The Andy Scott Sculpture Trail is an unprecedented concentration of works by international sculptor Andy Scott, alumni of Glasgow School of Art. The trail is designed to be explored by car and can be completed comfortably in one day.

The trail begins on the Mary Wood roundabout with a piece entitled This Journey’s End. Designed in homage to the new Clackmannanshire Bridge, this piece can be seen clearly on the approach to Clackmannan and Alloa. It features a man and woman reaching across the gap. The man holds a crown to represent the Clackmannanshire coat of arms, while the woman bears a string of stars which represent the European Union.

From there, continue into Alloa town centre to Station Square, to view the next sculpture. Situated just outside the Alloa train station, is the piece entitled I Can See for Miles who symbolises Alloa’s regeneration and future. The piece features two figures, an adult representing the working past of the area and a child looking toward the future.

Next, leave Alloa behind and head for the Ochils. There are two further pieces situated on the short drive through Alva and Muirside. River Spirit was the first of Andy Scott’s sculptures to be erected in Clackmannanshire in 2008 and at nearly 6 metres high, depicts a female figure growing out of a tree base with her foliage hands raising a profile of the River Forth above her head. The partner piece Air Spirit is 4 metres high and depicts ‘Muirside Man’ striding purposely towards the Ochil Hills and celebrates the local landscape.

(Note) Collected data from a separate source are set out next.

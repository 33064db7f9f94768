//! IRC commands from the client.

use std::collections::HashSet;

use super::{BridgeSession, Login, SessionState};
use crate::error::BridgeError;
use crate::irc::{self, Message};
use crate::roster;
use crate::sbs::OutboundFrame;

/// `PONG <token>`, with the token as a trailing parameter only when it
/// can't stand as a middle one.
fn pong(token: &str) -> Vec<String> {
    if token.is_empty() || token.contains(' ') || token.starts_with(':') {
        irc::encode(None, "PONG", &[], Some(token))
    } else {
        irc::encode(None, "PONG", &[token], None)
    }
}

impl BridgeSession {
    pub(super) fn handle_line(&mut self, line: &str) {
        let line = line.trim_end_matches(['\r', '\n']);
        if line.trim().is_empty() {
            return;
        }
        tracing::debug!(session_id = %self.id, "<- {line}");

        let msg = match Message::parse(line) {
            Ok(msg) => msg,
            Err(e) => {
                self.report(BridgeError::Parse(e));
                self.send_numeric(irc::ERR_UNKNOWNCOMMAND, &["*"], Some("Unknown command"));
                return;
            }
        };

        match msg.command.as_str() {
            "PING" => match msg.arg(0) {
                Some(token) => self.send_lines(pong(token)),
                None => self.need_more_params("PING"),
            },
            "PONG" | "CAP" => {}
            "PASS" | "NICK" | "USER" => self.handle_credential(&msg),
            "QUIT" => {
                tracing::info!(session_id = %self.id, "Client quit");
                self.close();
            }
            "MODE" => self.handle_mode(&msg),
            "JOIN" | "PART" | "PRIVMSG" | "WHO" if !self.welcomed => {
                self.report(BridgeError::ProtocolViolation(format!(
                    "{} before registration",
                    msg.command
                )));
                self.send_numeric(irc::ERR_NOTREGISTERED, &[], Some("You have not registered"));
            }
            "JOIN" => self.handle_join(&msg),
            "PART" => self.handle_part(&msg),
            "PRIVMSG" => self.handle_privmsg(&msg),
            "WHO" => self.handle_who(&msg),
            other => {
                self.send_numeric(irc::ERR_UNKNOWNCOMMAND, &[other], Some("Unknown command"));
            }
        }
    }

    fn need_more_params(&self, command: &str) {
        self.send_numeric(irc::ERR_NEEDMOREPARAMS, &[command], Some("Not enough parameters"));
    }

    fn handle_credential(&mut self, msg: &Message) {
        let Some(value) = msg.arg(0).filter(|v| !v.is_empty()) else {
            self.need_more_params(&msg.command);
            return;
        };
        let value = Some(value.to_string());
        match msg.command.as_str() {
            "PASS" => self.credentials.password = value,
            "NICK" => self.credentials.nickname = value,
            _ => self.credentials.realname = value,
        }
        self.try_complete_credentials();
    }

    /// Welcome the client and start the remote login once PASS, NICK and
    /// USER have all been seen. Fires once per session.
    fn try_complete_credentials(&mut self) {
        if self.state != SessionState::Unauthenticated {
            return;
        }
        let (Some(nickname), Some(password), Some(_)) = (
            self.credentials.nickname.clone(),
            self.credentials.password.clone(),
            self.credentials.realname.as_ref(),
        ) else {
            return;
        };
        self.set_state(SessionState::CredentialsComplete);

        // The client must consider itself connected before any chat traffic.
        self.send_numeric(irc::RPL_WELCOME, &[], Some("Welcome!"));
        self.send_numeric(
            irc::RPL_ISUPPORT,
            &["CHANTYPES=#", "PREFIX=(ov)@+"],
            Some("are supported by this server"),
        );
        self.send_numeric(irc::ERR_NOMOTD, &[], Some("MOTD File is missing"));
        self.welcomed = true;

        let login = Login {
            username: nickname,
            password,
        };
        self.remote_task = Some(self.connector.launch(login, self.events.clone()));
        self.set_state(SessionState::RemoteConnecting);
    }

    fn handle_mode(&self, msg: &Message) {
        let Some(target) = msg.arg(0) else {
            self.need_more_params("MODE");
            return;
        };
        if target.starts_with(roster::CHANNEL_PREFIX) {
            // Channels have no modes on SBS; everyone sees a topic lock.
            self.send_numeric(irc::RPL_CHANNELMODEIS, &[target, "+t"], None);
        } else {
            self.send_numeric(irc::RPL_UMODEIS, &["+"], None);
        }
    }

    fn handle_join(&mut self, msg: &Message) {
        let Some(targets) = msg.arg(0) else {
            self.need_more_params("JOIN");
            return;
        };
        self.pending.extend(
            targets
                .split(',')
                .filter(|c| !c.is_empty())
                .map(str::to_string),
        );
        self.drain_pending();
    }

    /// Join every queued channel that exists; unknown ones are refused and
    /// forgotten. Waits while the roster is still empty.
    pub(super) fn drain_pending(&mut self) {
        if self.channels.is_empty() || self.pending.is_empty() {
            return;
        }
        let mut seen = HashSet::new();
        let mut joined_some = false;
        for channel in std::mem::take(&mut self.pending) {
            if !seen.insert(channel.clone()) {
                continue;
            }
            if !self.channels.contains_key(&channel) {
                self.send_numeric(irc::ERR_NOSUCHCHANNEL, &[&channel], Some("No such channel"));
                continue;
            }
            if self.joined.insert(channel.clone()) {
                joined_some = true;
            }
            self.send_from_me("JOIN", &[&channel], None);
            self.send_numeric(irc::RPL_TOPIC, &[&channel], Some(&self.config.topic));
            self.send_names(&channel);
        }

        if joined_some {
            if let Some(ref link) = self.link {
                link.send(OutboundFrame::message_list_request());
            }
        }
    }

    /// NAMES reply, as many nicks per line as fit.
    fn send_names(&self, channel: &str) {
        let Some(members) = self.channels.get(channel) else {
            return;
        };
        let nicks: Vec<String> = members
            .iter()
            .filter_map(|uid| self.users.get(uid))
            .map(|u| format!("{}{}", u.rank().prefix(), u.username))
            .collect();

        let nick = self.nick().to_string();
        let header = format!(
            ":{} {} {nick} = {channel} :",
            self.config.server_name,
            irc::RPL_NAMREPLY
        );
        let budget = irc::MAX_LINE_BYTES.saturating_sub(header.len() + 2);
        let mut packed: Vec<String> = Vec::new();
        let mut current = String::new();
        for name in nicks {
            if !current.is_empty() && current.len() + 1 + name.len() > budget {
                packed.push(std::mem::take(&mut current));
            }
            if !current.is_empty() {
                current.push(' ');
            }
            current.push_str(&name);
        }
        if !current.is_empty() {
            packed.push(current);
        }
        for names in packed {
            self.send_numeric(irc::RPL_NAMREPLY, &["=", channel], Some(&names));
        }
        self.send_numeric(irc::RPL_ENDOFNAMES, &[channel], Some("End of /NAMES list"));
    }

    fn handle_part(&mut self, msg: &Message) {
        let Some(targets) = msg.arg(0) else {
            self.need_more_params("PART");
            return;
        };
        for channel in targets.split(',').filter(|c| !c.is_empty()) {
            if self.joined.remove(channel) {
                self.send_from_me("PART", &[channel], None);
            } else {
                self.send_numeric(
                    irc::ERR_NOTONCHANNEL,
                    &[channel],
                    Some("You're not on that channel"),
                );
            }
        }
    }

    fn handle_privmsg(&mut self, msg: &Message) {
        let (Some(target), Some(text)) = (msg.arg(0), msg.arg(1)) else {
            self.need_more_params("PRIVMSG");
            return;
        };

        let text = match irc::parse_ctcp(text) {
            Some(("ACTION", action)) => format!("/me {action}"),
            _ => text.to_string(),
        };

        let (tag, text) = if self.channels.contains_key(target) {
            (roster::tag_of(target).unwrap_or(target).to_string(), text)
        } else if self.users.values().any(|u| u.username == target) {
            (self.config.pm_tag.clone(), format!("/pm {target} {text}"))
        } else {
            self.report(BridgeError::UnroutableDestination(target.to_string()));
            return;
        };

        match self.link {
            Some(ref link) => {
                link.send(link.message(&tag, text));
            }
            None => {
                let error = BridgeError::ProtocolViolation(
                    "Not connected to SmileBASIC Source yet".to_string(),
                );
                self.diagnostic(&error.to_string());
                self.report(error);
            }
        }
    }

    fn handle_who(&self, msg: &Message) {
        let Some(channel) = msg.arg(0) else {
            self.need_more_params("WHO");
            return;
        };
        let server = self.config.server_name.clone();
        if let Some(members) = self.channels.get(channel) {
            for user in members.iter().filter_map(|uid| self.users.get(uid)) {
                let uid = user.uid.to_string();
                let flags = format!(
                    "{}{}",
                    if user.active { "H" } else { "G" },
                    user.rank().prefix()
                );
                self.send_numeric(
                    irc::RPL_WHOREPLY,
                    &[channel, &uid, &server, &server, &user.username, &flags],
                    Some(&format!("0 {}", user.username)),
                );
            }
        }
        self.send_numeric(irc::RPL_ENDOFWHO, &[channel], Some("End of /WHO list."));
    }
}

From the Dumyat roundabout, head towards Nova Scotia Gardens in Menstrie, where sits one of the most intriguing pieces of Andy Scott’s work Fox Boy. This sculpture features a boy with a fox’s head sitting on a water wheel and represents both the past and modern life of the village. The boy is dressed in modern style complete with trainers and ‘hoodie’ top. Within the sculpture there is a buzzard symbolising the pair which live in the woods of Menstrie, and under the boys right hand a maple leaf, celebrating Menstrie’s connection with Nova Scotia in Canada.

The most recent sculpture Lifeline was installed in April 2011 at Shillinghill, Alloa, and depicts a giant hand supporting a woman and child. At just under 8 metres high, this is Scott’s largest work in Clackmannanshire. The work also features the words of renowned Scottish poet Jim Carruth ‘Life-line Reach Out Hold Close Cradle Cushion Shelter Protect Support Lift Up’.